Using Terraform and Ansible to manage your cloud environments

Terraform is one of the most popular open source tools to quickly provision complex cloud based infrastructures, and Ansible is a powerful configuration management tool. Time to see how we can combine them to easily create cloud based infastructures in a defined state.

Terraform – a quick introduction

This post is not meant to be a full fledged Terraform tutorial, and there are many sources out there on the web that you can use to get familiar with it quickly (the excellent documentation itself, for instance, which is quite readable and quickly gets to the point). In this section, we will only review a few basic facts about Terraform that we will need.

When using Terraform, you declare the to-be state of your infrastructure in a set of resource definitions using a declarative language known as HCL (Hashicorp configuration language). Each resource that you declare has a type, which could be something like aws_instance or packet_device, which needs to match a type supported by a Terraform provider, and a name that you will use to reference your resource. Here is an example that defines a Packet.net server.

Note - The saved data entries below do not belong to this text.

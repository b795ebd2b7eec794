//! Session bootstrap: resolve the session center from a one-shot
//! geolocation source, then spawn the fixed ambulance roster and hospital
//! directory around it.

use std::sync::Arc;

use bevy::prelude::*;

use crate::config::{FALLBACK_CENTER, HOSPITAL_OFFSET_DEG, ROSTER_OFFSET_DEG};
use crate::fleet::{Ambulance, AmbulanceStatus, VehicleType};
use crate::geo::Location;
use crate::hospitals::{Hospital, HospitalDirectory};

/// One-shot geolocation source, consumed once at session start.
pub trait SessionLocator: Send + Sync + 'static {
    /// The session center, or `None` on failure (triggers the fixed
    /// fallback coordinate).
    fn locate(&self) -> Option<Location>;
}

/// A locator that always reports the given coordinate.
pub struct FixedLocator(pub Location);

impl SessionLocator for FixedLocator {
    fn locate(&self) -> Option<Location> {
        Some(self.0)
    }
}

/// The locator in use for this session. Defaults to failing over to
/// [`FALLBACK_CENTER`].
#[derive(Resource)]
pub struct Locator(pub Arc<dyn SessionLocator>);

struct NoLocation;

impl SessionLocator for NoLocation {
    fn locate(&self) -> Option<Location> {
        None
    }
}

impl Default for Locator {
    fn default() -> Self {
        Self(Arc::new(NoLocation))
    }
}

/// Resolved session center; everything is laid out relative to it.
#[derive(Resource, Debug, Clone, Copy)]
pub struct SessionCenter(pub Location);

/// The fixed roster spawned around a center. One ALS unit is deliberately
/// seeded `AtHospital` so every lifecycle path is live from the start.
pub fn roster_around(center: Location) -> Vec<Ambulance> {
    let o = ROSTER_OFFSET_DEG;
    let at = |lat: f64, lng: f64| Location::new(center.lat + lat, center.lng + lng);
    let mut roster = vec![
        Ambulance::new("AMB-001", at(o, 0.0), VehicleType::Als),
        Ambulance::new("AMB-002", at(0.0, o), VehicleType::Bls),
        Ambulance::new("AMB-003", at(-o, 0.0), VehicleType::Als),
        Ambulance::new("AMB-004", at(0.0, -o), VehicleType::Bls),
        Ambulance::new("AMB-005", at(o / 2.0, o / 2.0), VehicleType::Als),
        Ambulance::new("AMB-006", at(-o / 2.0, -o / 2.0), VehicleType::Als),
    ];
    roster[2].status = AmbulanceStatus::AtHospital;
    roster
}

/// The two session hospitals laid out around a center.
pub fn hospitals_around(center: Location) -> Vec<Hospital> {
    let o = HOSPITAL_OFFSET_DEG;
    vec![
        Hospital {
            id: "H-001".to_string(),
            name: "General Hospital".to_string(),
            location: Location::new(center.lat + o, center.lng - o / 2.0),
            total_beds: 50,
            available_beds: 35,
        },
        Hospital {
            id: "H-002".to_string(),
            name: "City Medical Center".to_string(),
            location: Location::new(center.lat - o, center.lng + o / 2.0),
            total_beds: 40,
            available_beds: 28,
        },
    ]
}

/// Startup: resolve the center, spawn the roster, fill the directory.
pub fn init_session(mut commands: Commands, locator: Res<Locator>) {
    let center = match locator.0.locate() {
        Some(center) => center,
        None => {
            warn!(
                "geolocation unavailable; using fallback center {:.4},{:.4}",
                FALLBACK_CENTER.lat, FALLBACK_CENTER.lng
            );
            FALLBACK_CENTER
        }
    };

    for ambulance in roster_around(center) {
        commands.spawn(ambulance);
    }
    commands.insert_resource(HospitalDirectory {
        hospitals: hospitals_around(center),
    });
    commands.insert_resource(SessionCenter(center));
    info!("session initialized at {:.4},{:.4}", center.lat, center.lng);
}

pub struct SessionPlugin;

impl Plugin for SessionPlugin {
    fn build(&self, app: &mut App) {
        app.init_resource::<Locator>()
            .init_resource::<HospitalDirectory>()
            .add_systems(Startup, init_session);
    }
}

resource "packet_device" "web1" {
  hostname         = "tf.coreos2"
  plan             = "t1.small.x86"
  facilities       = ["ewr1"]
  operating_system = "coreos_stable"
  billing_cycle    = "hourly"
  project_id       = "${local.project_id}"
}

In addition to resources, there are a few other things that a typical configuration will contain. First, there are providers, which are an abstraction for the actual cloud platform. Each provider is enabling a certain set of resource types and needs to be declared so that Terraform is able to download the respective plugin. Then, there are variables that you can declare and use in your resource definitions. In addition, Terraform allows you to define data sources, which represent queries against the cloud providers API to gather certain facts and store them into variables for later use. And there are objects called provisioners that allow you to run certain actions on the local machine or on the machine just provisioned when a resource is created or destroyed.

An important difference between Terraform and Ansible is that Terraform also maintains a state. Essentially, the state keeps track of the state of the infrastructure and maps the Terraform resources to actual resources on the platform. If, for instance, you define a EC2 instance my-machine as a Terraform resource and ask Terraform to provision that machine, Terraform will capture the EC2 instance ID of this machine and store it as part of its state. This allows Terraform to link the abstract resource to the actual EC2 instance that has been created.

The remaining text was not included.